Chiunque abbia confrontato 150 anni di statistiche italiane con quelle dei paesi coi quali aspiriamo da due secoli a misurarci, sa che, al contrario della retorica comune, la performance italiana in materia di educazione è stata tutt’altro che ammirevole. Siamo partiti arretrati e siamo restati indietro, scivolando in basso rispetto anche a paesi, come la Finlandia, che partivano dietro di noi e ci hanno surclassato, pur dovendo far fronte a problemi immensi come il cambiamento strutturale della propria produzione e del proprio commercio estero. Ma anche la Germania, per un tratto di strada nostra compagna di viaggio ai livelli bassi della classifica Ocse dell’educazione, con un poderoso colpo di reni si è ripresa, trasformando il proprio sistema educativo dopo la riunificazione, accettando ad esempio la concorrenza con l’estero nell’educazione universitaria, spingendo, come d’altronde ha fatto la Finlandia, verso una generalizzata competenza nella lingua inglese a tutti i livelli di scuola, migliorando ulteriormente i propri sistemi di collegamento tra scuola e industria.

Noi non abbiamo fatto quasi niente. Le ore di insegnamento della lingua inglese, ad esempio, sono addirittura diminuite nel secondo livello, che occupa tra i cinque e gli otto anni della vita dei nostri giovani. Non parliamo della percentuale delle spese per l’educazione e la ricerca scientifica nel bilancio dello stato.

Abbiamo dato solo un flash di alcuni dei problemi di lungo periodo del mercato del lavoro. Tuttavia, se segue allo slogan del jobs act davvero ciò che esso suggerisce a chi conosce quel che vuol dire negli Stati Uniti questa espressione, abbiamo seri motivi di preoccupazione. A un paese ormai affamato di occupazione, a giovani disoccupati per una metà del loro totale, ai famosi due milioni di giovani che non hanno e non cercano lavoro, non si può da parte di un governo che chieda rispetto e che voglia farsi votare alle elezioni, contrastando i facili richiami dei populisti, dei razzisti e tra poco anche degli estremisti religiosi, fornire solo una prospettiva di riforme di lungo periodo. Bisogna affrontare il problema del lavoro come variabile macroeconomica, e non solo quelli di lunga lena (i famosi jobs).
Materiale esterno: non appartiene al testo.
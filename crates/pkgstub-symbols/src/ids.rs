//! Typed symbol handles.
//!
//! The symbol table is an append-only arena with one index space per symbol
//! kind. Handles are plain `u32` newtypes: cheap to copy, compare and hash,
//! and the only way components refer to each other's symbols.

use serde::{Deserialize, Serialize};
use std::fmt;

macro_rules! define_handle {
    ($(#[$meta:meta])* $name:ident) => {
        $(#[$meta])*
        #[derive(
            Copy, Clone, Debug, PartialEq, Eq, Hash, PartialOrd, Ord, Serialize, Deserialize,
        )]
        #[serde(transparent)]
        pub struct $name(pub u32);

        impl $name {
            #[inline]
            pub const fn index(self) -> usize {
                self.0 as usize
            }
        }
    };
}

define_handle!(
    /// Handle to a class or module (including singleton classes).
    ClassId
);
define_handle!(
    /// Handle to a method.
    MethodId
);
define_handle!(
    /// Handle to an instance field, class variable or constant.
    FieldId
);
define_handle!(
    /// Handle to a class-level generic parameter (`type_member`/`type_template`).
    TypeMemberId
);
define_handle!(
    /// Handle to a method-level generic parameter.
    TypeArgumentId
);
define_handle!(
    /// Handle to a source file.
    FileId
);

// =============================================================================
// Well-known classes
// =============================================================================
// `SymbolTable::new` allocates these in exactly this order.

impl ClassId {
    /// The universal root every owner chain ends at.
    pub const ROOT: Self = Self(0);
    /// Root under which package specifications are entered.
    pub const PACKAGE_REGISTRY: Self = Self(1);
    pub const T: Self = Self(2);
    pub const T_ENUM: Self = Self(3);
    pub const T_STRUCT: Self = Self(4);
    pub const NIL_CLASS: Self = Self(5);
    pub const SORBET: Self = Self(6);
    pub const SORBET_PRIVATE: Self = Self(7);
    pub const SORBET_PRIVATE_STATIC: Self = Self(8);
    /// Result class of methods declared `.void`.
    pub const VOID: Self = Self(9);
    /// Superclass recorded for modules; never rendered.
    pub const IMPLICIT_MODULE_SUPERCLASS: Self = Self(10);

    /// Number of well-known classes.
    pub const WELL_KNOWN_COUNT: u32 = 11;
}

// =============================================================================
// SymbolRef
// =============================================================================

/// Kind of a symbol handle.
#[derive(Copy, Clone, Debug, PartialEq, Eq, Hash)]
pub enum SymbolKind {
    ClassOrModule,
    Method,
    FieldOrStaticField,
    TypeMember,
    TypeArgument,
}

/// Kind-tagged handle to any symbol in the table.
#[derive(Copy, Clone, Debug, PartialEq, Eq, Hash, PartialOrd, Ord, Serialize, Deserialize)]
#[serde(tag = "kind", content = "id", rename_all = "camelCase")]
pub enum SymbolRef {
    ClassOrModule(ClassId),
    Method(MethodId),
    FieldOrStaticField(FieldId),
    TypeMember(TypeMemberId),
    TypeArgument(TypeArgumentId),
}

impl SymbolRef {
    pub const fn kind(self) -> SymbolKind {
        match self {
            Self::ClassOrModule(_) => SymbolKind::ClassOrModule,
            Self::Method(_) => SymbolKind::Method,
            Self::FieldOrStaticField(_) => SymbolKind::FieldOrStaticField,
            Self::TypeMember(_) => SymbolKind::TypeMember,
            Self::TypeArgument(_) => SymbolKind::TypeArgument,
        }
    }

    pub const fn as_class(self) -> Option<ClassId> {
        match self {
            Self::ClassOrModule(id) => Some(id),
            _ => None,
        }
    }

    pub const fn as_method(self) -> Option<MethodId> {
        match self {
            Self::Method(id) => Some(id),
            _ => None,
        }
    }

    pub const fn as_field(self) -> Option<FieldId> {
        match self {
            Self::FieldOrStaticField(id) => Some(id),
            _ => None,
        }
    }

    pub const fn as_type_member(self) -> Option<TypeMemberId> {
        match self {
            Self::TypeMember(id) => Some(id),
            _ => None,
        }
    }
}

impl From<ClassId> for SymbolRef {
    fn from(id: ClassId) -> Self {
        Self::ClassOrModule(id)
    }
}

impl From<MethodId> for SymbolRef {
    fn from(id: MethodId) -> Self {
        Self::Method(id)
    }
}

impl From<FieldId> for SymbolRef {
    fn from(id: FieldId) -> Self {
        Self::FieldOrStaticField(id)
    }
}

impl From<TypeMemberId> for SymbolRef {
    fn from(id: TypeMemberId) -> Self {
        Self::TypeMember(id)
    }
}

impl From<TypeArgumentId> for SymbolRef {
    fn from(id: TypeArgumentId) -> Self {
        Self::TypeArgument(id)
    }
}

impl fmt::Display for SymbolRef {
    fn fmt(&self, f: &mut fmt::Formatter<'_>) -> fmt::Result {
        match self {
            Self::ClassOrModule(id) => write!(f, "class#{}", id.0),
            Self::Method(id) => write!(f, "method#{}", id.0),
            Self::FieldOrStaticField(id) => write!(f, "field#{}", id.0),
            Self::TypeMember(id) => write!(f, "type_member#{}", id.0),
            Self::TypeArgument(id) => write!(f, "type_argument#{}", id.0),
        }
    }
}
Questo si fa con interventi potenti, certi e immediati di politica macroeconomica, sia fiscale che monetaria. Mettendo quindi in campo una squadra che sia in grado non solo di concepirli e attuarli, ma anche di imporli ad un’Europa che oramai dispera del caso italiano, di una economia che declina dal 1992 e che non sembra né uguale ma nemmeno simile a quelle del resto d’Europa e degli altri paesi sviluppati. A meno di non volersi rassegnare a prevedere per l’Italia un futuro parecchio simile a quello che è stato il recente passato ed è lo squallido presente di paesi come l’Ucraina e la Russia, dove i problemi delle masse si affrontano, secondo tradizione, con lo Knut dei cosacchi (usato a Sochi in questi giorni contro le pussy riots) e i fucili degli sgherri del potere e dei più violenti tra gli oppositori a Kiev.

Ricordiamo che il nostro paese ha iniziato la sua storia unitaria con dieci anni di guerra civile, condotta con una violenza da entrambe le parti che ha avvelenato la vicenda nazionale fino ad oggi.